Mormann: "… wobei eine Schule ja noch in ganz besonderer Weise, laut des pädagogischen Auftrages zu Demokratieverständnis, zu Toleranz, zu freier Meinungsäußerung, zu jeder Möglichkeit, Fremdenfeindlichkeit zu bekämpfen, erziehen sollte, und wie will ich das machen? Wie will ich das als Lehrer, wie will ich das als Schüler machen, wenn ich auf eine Schule gehe, die einen solchen Namen trägt?"

Es war ein wichtiger Abend für die Stadt Kreuztal. Und ein denkwürdiger Abend für Wirtschaftshistoriker Wixforth ....

Wixforth: ""Dass die ein oder andere Äußerung überraschend war, will ich nicht verhehlen, ich hab jetzt im Nachhinein erfahren, dass also die erstaunlichsten Äußerungen sogar von Funktionsträgern aus dem kommunalen Verwaltungsbereich waren, was ich auch nicht so gedacht hätte … Ich verweise darauf, dass in anderen Städten und anderen Gemeinden ähnliche Debatten schon mal gelaufen sind und dass also dann man doch recht schnell zu einem Konsens gekommen ist, insofern diese Debatte hier ist eine Debatte, die eigentlich zwanzig, fünfundzwanzig Jahre zu spät kommt."

Der Diskussion zugehört haben auch ein ehemaliger Lehrer und ein ehemaliger Schüler des Flick-Gymnasiums – die beide bereits vor Jahrzehnten für eine Umbenennung gestritten haben. Ohne Erfolg, ohne Anerkennung und ohne viele Mitstreiter.

Bücker: "Dr. Wixforth hat also qua Amt das noch mal bestätigt, was im Grunde bekannt ist. Ja? Die Grundtatsachen sind längst bekannt, aber die wissenschaftliche Belegung, das ist für mich das Entscheidende. Das niemand mehr dem ausweichen kann."

Römer: "… ich bin da guter Dinge, dass der Name im Herbst wirklich fällt, aber ich bin der festen Überzeugung, das liegt nicht an wissenschaftlichen Argumenten, sondern das ist rein dem Druck von außen gezollt. Weil die Argumente sind nie rationell im Siegerland abgegangen, deswegen hat auch das Siegerland nie auf rationelle Argumente für die Umbenennung gewartet, sondern das Siegerland wird in seiner Borniertheit jetzt von außen dazu gezwungen, zu handeln, und eben in die richtige Richtung zu handeln."

Für November hat der Bürgermeister eine Abstimmung über den Namen der Schule angekündigt.

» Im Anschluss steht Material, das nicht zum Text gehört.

use minifb::{Key, Scale, ScaleMode, Window, WindowOptions};
use std::time::Duration;

use crate::error::{Error, Result};
use crate::grid::Image;

/// Largest edge a scaled-up window should reach.
const TARGET_EDGE: u32 = 512;
const FRAME_INTERVAL: Duration = Duration::from_micros(16_600);

/// Integer zoom so tiny images stay visible.
pub fn pick_scale(width: u32, height: u32) -> Scale {
    let edge = width.max(height).max(1);
    match TARGET_EDGE / edge {
        0 | 1 => Scale::X1,
        2 | 3 => Scale::X2,
        4..=7 => Scale::X4,
        8..=15 => Scale::X8,
        16..=31 => Scale::X16,
        _ => Scale::X32,
    }
}

/// Shows `image` until the window is closed or Escape is pressed. Runs the
/// event loop on the calling thread.
pub fn run_viewer(image: &Image, title: &str) -> Result<()> {
    let (w, h) = image.size();
    let (w, h) = (w as usize, h as usize);
    let buffer = image.to_packed();

    let options = WindowOptions {
        resize: true,
        scale: pick_scale(image.width(), image.height()),
        scale_mode: ScaleMode::AspectRatioStretch,
        ..WindowOptions::default()
    };
    let mut window = Window::new(title, w, h, options)
        .map_err(|e| Error::display(format!("window creation failed: {e}")))?;
    window.limit_update_rate(Some(FRAME_INTERVAL));

    crate::utils::logger::info(&format!("viewer window opened: {w}x{h}"));
    while window.is_open() && !window.is_key_down(Key::Escape) {
        window
            .update_with_buffer(&buffer, w, h)
            .map_err(|e| Error::display(format!("window update failed: {e}")))?;
    }
    Ok(())
}

#[cfg(test)]
mod tests {
    use super::*;

    #[test]
    fn test_pick_scale() {
        assert!(matches!(pick_scale(3, 2), Scale::X32));
        assert!(matches!(pick_scale(40, 10), Scale::X8));
        assert!(matches!(pick_scale(200, 100), Scale::X2));
        assert!(matches!(pick_scale(1920, 1080), Scale::X1));
    }
}
//! Process-wide registry of temp files written for display.
//!
//! Files are created with [`create`] and removed by [`cleanup`], which
//! drains the registry so repeated calls are harmless. Hold a
//! [`CleanupGuard`] for the life of the program to run it on exit.

use lazy_static::lazy_static;
use std::fs::{self, OpenOptions};
use std::io;
use std::path::PathBuf;
use std::sync::atomic::{AtomicUsize, Ordering};
use std::sync::{Mutex, MutexGuard};

use crate::error::Result;
use crate::shared::constants;

lazy_static! {
    static ref TEMP_FILES: Mutex<Vec<PathBuf>> = Mutex::new(Vec::new());
}

static NEXT_ID: AtomicUsize = AtomicUsize::new(0);

const MAX_NAME_ATTEMPTS: usize = 1000;

fn registry() -> MutexGuard<'static, Vec<PathBuf>> {
    TEMP_FILES.lock().unwrap_or_else(|poisoned| poisoned.into_inner())
}

/// Creates an empty, uniquely named file in the system temp dir and
/// registers it for cleanup.
pub fn create(extension: &str) -> Result<PathBuf> {
    let dir = std::env::temp_dir();
    for _ in 0..MAX_NAME_ATTEMPTS {
        let id = NEXT_ID.fetch_add(1, Ordering::Relaxed);
        let path = dir.join(format!(
            "{}-{}-{}.{}",
            constants::TEMP_FILE_PREFIX,
            std::process::id(),
            id,
            extension
        ));
        match OpenOptions::new().write(true).create_new(true).open(&path) {
            Ok(_) => {
                register(path.clone());
                return Ok(path);
            }
            Err(e) if e.kind() == io::ErrorKind::AlreadyExists => continue,
            Err(e) => return Err(e.into()),
        }
    }
    Err(io::Error::new(
        io::ErrorKind::AlreadyExists,
        format!("no free temp file name in {}", dir.display()),
    )
    .into())
}

pub fn register(path: PathBuf) {
    crate::utils::logger::debug(&format!("temp file registered: {}", path.display()));
    registry().push(path);
}

pub fn registered() -> Vec<PathBuf> {
    registry().clone()
}

/// Removes every registered file and empties the registry. Files that are
/// already gone are skipped silently. Returns how many were removed.
pub fn cleanup() -> usize {
    let paths: Vec<PathBuf> = registry().drain(..).collect();
    let mut removed = 0;
    for path in paths {
        match fs::remove_file(&path) {
            Ok(()) => removed += 1,
            Err(e) => crate::utils::logger::debug(&format!(
                "temp file {} not removed: {}",
                path.display(),
                e
            )),
        }
    }
    removed
}

/// Runs [`cleanup`] when dropped.
#[must_use = "temp files are removed when the guard is dropped"]
pub struct CleanupGuard {
    _private: (),
}

pub fn guard() -> CleanupGuard {
    CleanupGuard { _private: () }
}

impl Drop for CleanupGuard {
    fn drop(&mut self) {
        cleanup();
    }
}

/// Serializes tests that drain the global registry.
#[cfg(test)]
pub(crate) fn test_lock() -> MutexGuard<'static, ()> {
    static LOCK: Mutex<()> = Mutex::new(());
    LOCK.lock().unwrap_or_else(|poisoned| poisoned.into_inner())
}

#[cfg(test)]
mod tests {
    use super::*;

    #[test]
    fn test_create_register_cleanup() {
        let _lock = test_lock();
        let first = create("png").unwrap();
        let second = create("png").unwrap();
        assert_ne!(first, second);
        assert!(first.is_file());
        assert!(first
            .file_name()
            .unwrap()
            .to_string_lossy()
            .starts_with("pixgrid-"));

        let listed = registered();
        assert!(listed.contains(&first) && listed.contains(&second));

        // A file removed behind our back is not an error.
        fs::remove_file(&second).unwrap();
        {
            let _guard = guard();
        }
        assert!(!first.exists());
        assert!(registered().is_empty());
        assert_eq!(cleanup(), 0);
    }
}
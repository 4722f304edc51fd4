//! The pixel grid: a row-major run of [`Rgb`] values plus its dimensions.
//!
//! A grid's shape is fixed at construction; only pixel values change
//! afterwards. File I/O goes through whichever [`Backend`] the caller hands
//! in, so the grid itself never decides between the native library and the
//! protocol tool.

use std::path::{Path, PathBuf};

use crate::backend::Backend;
use crate::codec::color::{Rgb, BLACK};
use crate::display::temp;
use crate::error::{Error, Result};
use crate::shared::constants;

#[derive(Clone, Debug)]
pub struct Image {
    width: u32,
    height: u32,
    data: Vec<Rgb>,
}

impl Image {
    /// Reads `path` through `backend`.
    pub fn from_file(path: impl AsRef<Path>, backend: &dyn Backend) -> Result<Self> {
        let path = path.as_ref();
        crate::utils::logger::debug(&format!(
            "open {} via {} backend",
            path.display(),
            backend.name()
        ));
        backend.read(path)
    }

    /// Independent deep copy of `other`.
    pub fn from_grid(other: &Image) -> Self {
        Self {
            width: other.width,
            height: other.height,
            data: other.data.clone(),
        }
    }

    /// `width * height` pixels of `fill`.
    pub fn from_size(width: u32, height: u32, fill: Rgb) -> Result<Self> {
        let len = Self::checked_len(width, height)?;
        let mut data = Vec::new();
        data.try_reserve_exact(len)
            .map_err(|_| Error::InvalidDimensions { width, height })?;
        data.resize(len, fill);
        Ok(Self {
            width,
            height,
            data,
        })
    }

    pub fn blank(width: u32, height: u32) -> Result<Self> {
        Self::from_size(width, height, BLACK)
    }

    /// Convenience form of [`Image::from_size`]. `mode` is accepted for
    /// compatibility with callers that pass one (e.g. `"RGB"`) and ignored.
    pub fn new(_mode: &str, size: (u32, u32), color: Option<Rgb>) -> Result<Self> {
        Self::from_size(size.0, size.1, color.unwrap_or(BLACK))
    }

    /// Wraps decoded pixel data; `data` must hold exactly `width * height` values.
    pub fn from_parts(width: u32, height: u32, data: Vec<Rgb>) -> Result<Self> {
        let expected = Self::checked_len(width, height)?;
        if data.len() != expected {
            return Err(Error::DataLength {
                expected,
                actual: data.len(),
            });
        }
        Ok(Self {
            width,
            height,
            data,
        })
    }

    fn checked_len(width: u32, height: u32) -> Result<usize> {
        if width == 0 || height == 0 {
            return Err(Error::InvalidDimensions { width, height });
        }
        let invalid = Error::InvalidDimensions { width, height };
        let len = match (width as usize).checked_mul(height as usize) {
            Some(len) => len,
            None => return Err(invalid),
        };
        match len.checked_mul(std::mem::size_of::<Rgb>()) {
            Some(bytes) if bytes <= isize::MAX as usize => Ok(len),
            _ => Err(invalid),
        }
    }

    pub fn width(&self) -> u32 {
        self.width
    }

    pub fn height(&self) -> u32 {
        self.height
    }

    pub fn size(&self) -> (u32, u32) {
        (self.width, self.height)
    }

    pub fn data(&self) -> &[Rgb] {
        &self.data
    }

    fn index(&self, x: u32, y: u32) -> Result<usize> {
        if x >= self.width || y >= self.height {
            return Err(Error::OutOfBounds {
                x,
                y,
                width: self.width,
                height: self.height,
            });
        }
        Ok(y as usize * self.width as usize + x as usize)
    }

    pub fn get_pixel(&self, x: u32, y: u32) -> Result<Rgb> {
        let idx = self.index(x, y)?;
        Ok(self.data[idx])
    }

    pub fn set_pixel(&mut self, x: u32, y: u32, color: Rgb) -> Result<()> {
        let idx = self.index(x, y)?;
        self.data[idx] = color;
        Ok(())
    }

    pub fn fill(&mut self, color: Rgb) {
        self.data.iter_mut().for_each(|px| *px = color);
    }

    /// Rows top to bottom, each `width` pixels long.
    pub fn rows(&self) -> impl Iterator<Item = &[Rgb]> + '_ {
        self.data.chunks_exact(self.width as usize)
    }

    /// `(x, y, color)` in row-major order.
    pub fn pixels(&self) -> impl Iterator<Item = (u32, u32, Rgb)> + '_ {
        let w = self.width as usize;
        self.data
            .iter()
            .enumerate()
            .map(move |(i, &c)| ((i % w) as u32, (i / w) as u32, c))
    }

    /// Interleaved `R, G, B` bytes.
    pub fn to_rgb_bytes(&self) -> Vec<u8> {
        self.data
            .iter()
            .flat_map(|&Rgb(r, g, b)| [r, g, b])
            .collect()
    }

    /// Packed `0x00RRGGBB` values, the layout window framebuffers expect.
    pub fn to_packed(&self) -> Vec<u32> {
        self.data.iter().map(|c| c.as_int()).collect()
    }

    pub fn save(&self, path: impl AsRef<Path>, backend: &dyn Backend) -> Result<()> {
        let path = path.as_ref();
        crate::utils::logger::debug(&format!(
            "save {}x{} to {} via {} backend",
            self.width,
            self.height,
            path.display(),
            backend.name()
        ));
        backend.write(self, path)
    }

    pub fn copy(&self) -> Image {
        Image::from_grid(self)
    }

    /// Saves into a registered temp file that is removed at cleanup time.
    pub fn temp_file(&self, backend: &dyn Backend) -> Result<PathBuf> {
        let path = temp::create(constants::TEMP_FILE_EXTENSION)?;
        self.save(&path, backend)?;
        Ok(path)
    }
}

impl PartialEq for Image {
    fn eq(&self, other: &Self) -> bool {
        if self.width != other.width || self.height != other.height {
            return false;
        }
        self.data == other.data
    }
}

impl Eq for Image {}

#[cfg(test)]
mod tests {
    use super::*;
    use std::cell::RefCell;

    const TEAL: Rgb = Rgb(10, 20, 30);

    /// Keeps the last written grid in memory.
    struct MemoryBackend {
        stored: RefCell<Option<Image>>,
    }

    impl Backend for MemoryBackend {
        fn name(&self) -> &'static str {
            "memory"
        }

        fn read(&self, _path: &Path) -> Result<Image> {
            self.stored
                .borrow()
                .clone()
                .ok_or_else(|| Error::BackendUnavailable("nothing stored".into()))
        }

        fn write(&self, image: &Image, _path: &Path) -> Result<()> {
            *self.stored.borrow_mut() = Some(image.clone());
            Ok(())
        }
    }

    #[test]
    fn test_new_fills_every_pixel() {
        let img = Image::new("RGB", (3, 2), Some(TEAL)).unwrap();
        assert_eq!(img.width(), 3);
        assert_eq!(img.height(), 2);
        assert_eq!(img.data().len(), 6);
        assert!(img.data().iter().all(|&c| c == TEAL));
    }

    #[test]
    fn test_default_fill_is_black() {
        let img = Image::new("ignored", (2, 2), None).unwrap();
        assert!(img.data().iter().all(|&c| c == BLACK));
        assert_eq!(img, Image::blank(2, 2).unwrap());
    }

    #[test]
    fn test_zero_dimensions_rejected() {
        assert!(matches!(
            Image::from_size(0, 4, TEAL),
            Err(Error::InvalidDimensions { width: 0, height: 4 })
        ));
    }

    #[test]
    fn test_from_size_rejects_unallocatable() {
        assert!(matches!(
            Image::from_size(u32::MAX, u32::MAX, BLACK),
            Err(Error::InvalidDimensions { .. })
        ));
        assert!(matches!(
            Image::from_parts(u32::MAX, u32::MAX, Vec::new()),
            Err(Error::InvalidDimensions { .. })
        ));
    }

    #[test]
    fn test_fill_repaints_every_pixel() {
        let mut img = Image::blank(3, 2).unwrap();
        img.set_pixel(1, 1, WHITE_ISH).unwrap();
        img.fill(TEAL);
        assert_eq!(img, Image::from_size(3, 2, TEAL).unwrap());
    }

    #[test]
    fn test_row_major_indexing() {
        let mut img = Image::blank(3, 2).unwrap();
        img.set_pixel(2, 1, TEAL).unwrap();
        assert_eq!(img.data()[1 * 3 + 2], TEAL);
        assert_eq!(img.get_pixel(2, 1).unwrap(), TEAL);
        assert_eq!(img.get_pixel(1, 1).unwrap(), BLACK);
    }

    #[test]
    fn test_out_of_bounds_access() {
        let mut img = Image::blank(3, 2).unwrap();
        assert!(matches!(img.get_pixel(3, 0), Err(Error::OutOfBounds { x: 3, .. })));
        assert!(matches!(img.get_pixel(0, 2), Err(Error::OutOfBounds { y: 2, .. })));
        assert!(img.set_pixel(5, 5, TEAL).is_err());
        assert!(img.data().iter().all(|&c| c == BLACK));
    }

    #[test]
    fn test_copy_is_independent() {
        let original = Image::from_size(4, 4, TEAL).unwrap();
        let mut copy = original.copy();
        assert_eq!(copy, original);

        copy.set_pixel(0, 0, BLACK).unwrap();
        assert_ne!(copy, original);
        assert_eq!(original.get_pixel(0, 0).unwrap(), TEAL);
    }

    #[test]
    fn test_different_size_never_equal() {
        let wide = Image::from_size(3, 2, TEAL).unwrap();
        let tall = Image::from_size(2, 3, TEAL).unwrap();
        assert_eq!(wide.data(), tall.data());
        assert_ne!(wide, tall);
    }

    #[test]
    fn test_from_parts_checks_length() {
        let err = Image::from_parts(2, 2, vec![TEAL; 3]).unwrap_err();
        assert!(matches!(err, Error::DataLength { expected: 4, actual: 3 }));
        assert!(Image::from_parts(2, 2, vec![TEAL; 4]).is_ok());
    }

    #[test]
    fn test_rows_and_pixels() {
        let mut img = Image::blank(2, 3).unwrap();
        img.set_pixel(1, 2, WHITE_ISH).unwrap();
        let rows: Vec<&[Rgb]> = img.rows().collect();
        assert_eq!(rows.len(), 3);
        assert_eq!(rows[2], &[BLACK, WHITE_ISH]);

        let last = img.pixels().last().unwrap();
        assert_eq!(last, (1, 2, WHITE_ISH));
    }

    const WHITE_ISH: Rgb = Rgb(250, 250, 250);

    #[test]
    fn test_byte_views() {
        let img = Image::from_size(2, 1, Rgb(1, 2, 3)).unwrap();
        assert_eq!(img.to_rgb_bytes(), vec![1, 2, 3, 1, 2, 3]);
        assert_eq!(img.to_packed(), vec![0x010203, 0x010203]);
    }

    #[test]
    fn test_save_then_open_through_backend() {
        let backend = MemoryBackend {
            stored: RefCell::new(None),
        };
        let mut img = Image::from_size(3, 3, TEAL).unwrap();
        img.set_pixel(1, 1, BLACK).unwrap();
        img.save("unused.png", &backend).unwrap();

        let back = Image::from_file("unused.png", &backend).unwrap();
        assert_eq!(back, img);
    }
}
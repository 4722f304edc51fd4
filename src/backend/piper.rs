//! Backend that delegates file I/O to an external protocol tool.
//!
//! The tool is run as `<tool...> read <file>` (it prints a protocol stream)
//! or `<tool...> write <file>` (it prints the radix line, then consumes the
//! size line and rows on stdin). Calls block until the tool exits.

use std::io::{self, BufReader, BufWriter, Write};
use std::path::Path;
use std::process::{Child, Command, ExitStatus, Stdio};

use crate::backend::protocol::{self, ProtocolReader};
use crate::backend::Backend;
use crate::error::{Error, Result};
use crate::grid::Image;

#[derive(Debug, Clone)]
pub struct PiperBackend {
    command: Vec<String>,
}

impl PiperBackend {
    pub fn new(command: Vec<String>) -> Self {
        Self { command }
    }

    pub fn command_line(&self) -> String {
        self.command.join(" ")
    }

    fn build(&self, verb: &str, path: &Path) -> Result<Command> {
        let (program, args) = self
            .command
            .split_first()
            .ok_or_else(|| Error::BackendUnavailable("no protocol tool configured".into()))?;
        let mut cmd = Command::new(program);
        cmd.args(args).arg(verb).arg(path).stderr(Stdio::inherit());
        Ok(cmd)
    }

    fn spawn(&self, mut cmd: Command) -> Result<Child> {
        cmd.spawn().map_err(|e| match e.kind() {
            io::ErrorKind::NotFound | io::ErrorKind::PermissionDenied => {
                Error::BackendUnavailable(format!("cannot run `{}`: {}", self.command_line(), e))
            }
            _ => Error::Io(e),
        })
    }

    fn check_status(&self, status: ExitStatus) -> Result<()> {
        if status.success() {
            Ok(())
        } else {
            Err(Error::ToolFailed {
                tool: self.command_line(),
                status,
            })
        }
    }

    /// Prefers the tool's exit status over a protocol error when the tool
    /// produced no output at all (it failed before speaking).
    fn settle<T>(&self, child: &mut Child, outcome: Result<T>, lines_read: usize) -> Result<T> {
        let status = child.wait()?;
        match outcome {
            Ok(value) => {
                self.check_status(status)?;
                Ok(value)
            }
            Err(err @ Error::Protocol { .. }) if lines_read > 0 || status.success() => Err(err),
            Err(err) => {
                self.check_status(status)?;
                Err(err)
            }
        }
    }
}

impl Backend for PiperBackend {
    fn name(&self) -> &'static str {
        "piper"
    }

    fn read(&self, path: &Path) -> Result<Image> {
        let mut cmd = self.build("read", path)?;
        cmd.stdin(Stdio::null()).stdout(Stdio::piped());
        let mut child = self.spawn(cmd)?;

        let stdout = child
            .stdout
            .take()
            .ok_or_else(|| Error::BackendUnavailable("tool stdout was not captured".into()))?;
        let mut reader = ProtocolReader::new(BufReader::new(stdout));
        let outcome = reader.read_stream();
        let lines_read = reader.lines_read();
        // Closing our end lets a tool that is still writing terminate.
        drop(reader);

        let image = self.settle(&mut child, outcome, lines_read)?;
        crate::utils::logger::debug(&format!(
            "piper read {}x{} from {}",
            image.width(),
            image.height(),
            path.display()
        ));
        Ok(image)
    }

    fn write(&self, image: &Image, path: &Path) -> Result<()> {
        let mut cmd = self.build("write", path)?;
        cmd.stdin(Stdio::piped()).stdout(Stdio::piped());
        let mut child = self.spawn(cmd)?;

        let stdout = child
            .stdout
            .take()
            .ok_or_else(|| Error::BackendUnavailable("tool stdout was not captured".into()))?;
        let stdin = child
            .stdin
            .take()
            .ok_or_else(|| Error::BackendUnavailable("tool stdin was not captured".into()))?;

        let mut reader = ProtocolReader::new(BufReader::new(stdout));
        // `out` owns the tool's stdin; dropping it signals end of input.
        let outcome = reader.read_radix().and_then(|radix| {
            let mut out = BufWriter::new(stdin);
            protocol::write_image(&mut out, image, radix)?;
            out.flush()?;
            Ok(())
        });
        let lines_read = reader.lines_read();
        drop(reader);

        self.settle(&mut child, outcome, lines_read)
    }
}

Grüne, SPD und FDP haben zusammen mit dem Bürgermeister genau eine Stimme Mehrheit. Aber bereits vor zwanzig Jahren scheiterte eine Umbenennung des Gymnasiums, weil einige Sozialdemokraten für Flick stimmten.

Es wird knapp. Lokalredakteur Otmar Kuhn kann sich ausmalen, was kommen wird, wenn es der Stadtrat nicht schafft, sich mehrheitlich von seinem Ehrenbürger und Kriegsverbrecher zu distanzieren.

Kuhn: "Dann wird’s immer weitergehen. Das wissen auch viele in Kreuztal, dass dann die Diskussion so schnell nicht enden wird, ne? Und wenn das stimmt, was man so hört, dass an dem 11. September, wo geplant war, die Umbenennung zu beschließen, also ein Riesen-Auflauf an überregionalen Medien in Kreuztal zu Gast gewesen wäre, dann kann man sich vorstellen, was danach passiert, ne? Dann ist das kein lokales Thema mehr. Was es sowieso schon lange nicht mehr ist. Dann wird es also auch weiterhin für Negativ-Schlagzeilen bundesweit sorgen. Vielleicht sogar über Deutschlands Grenzen hinaus …"

Kreuztal, im Siegerland. Im Jahr 2008.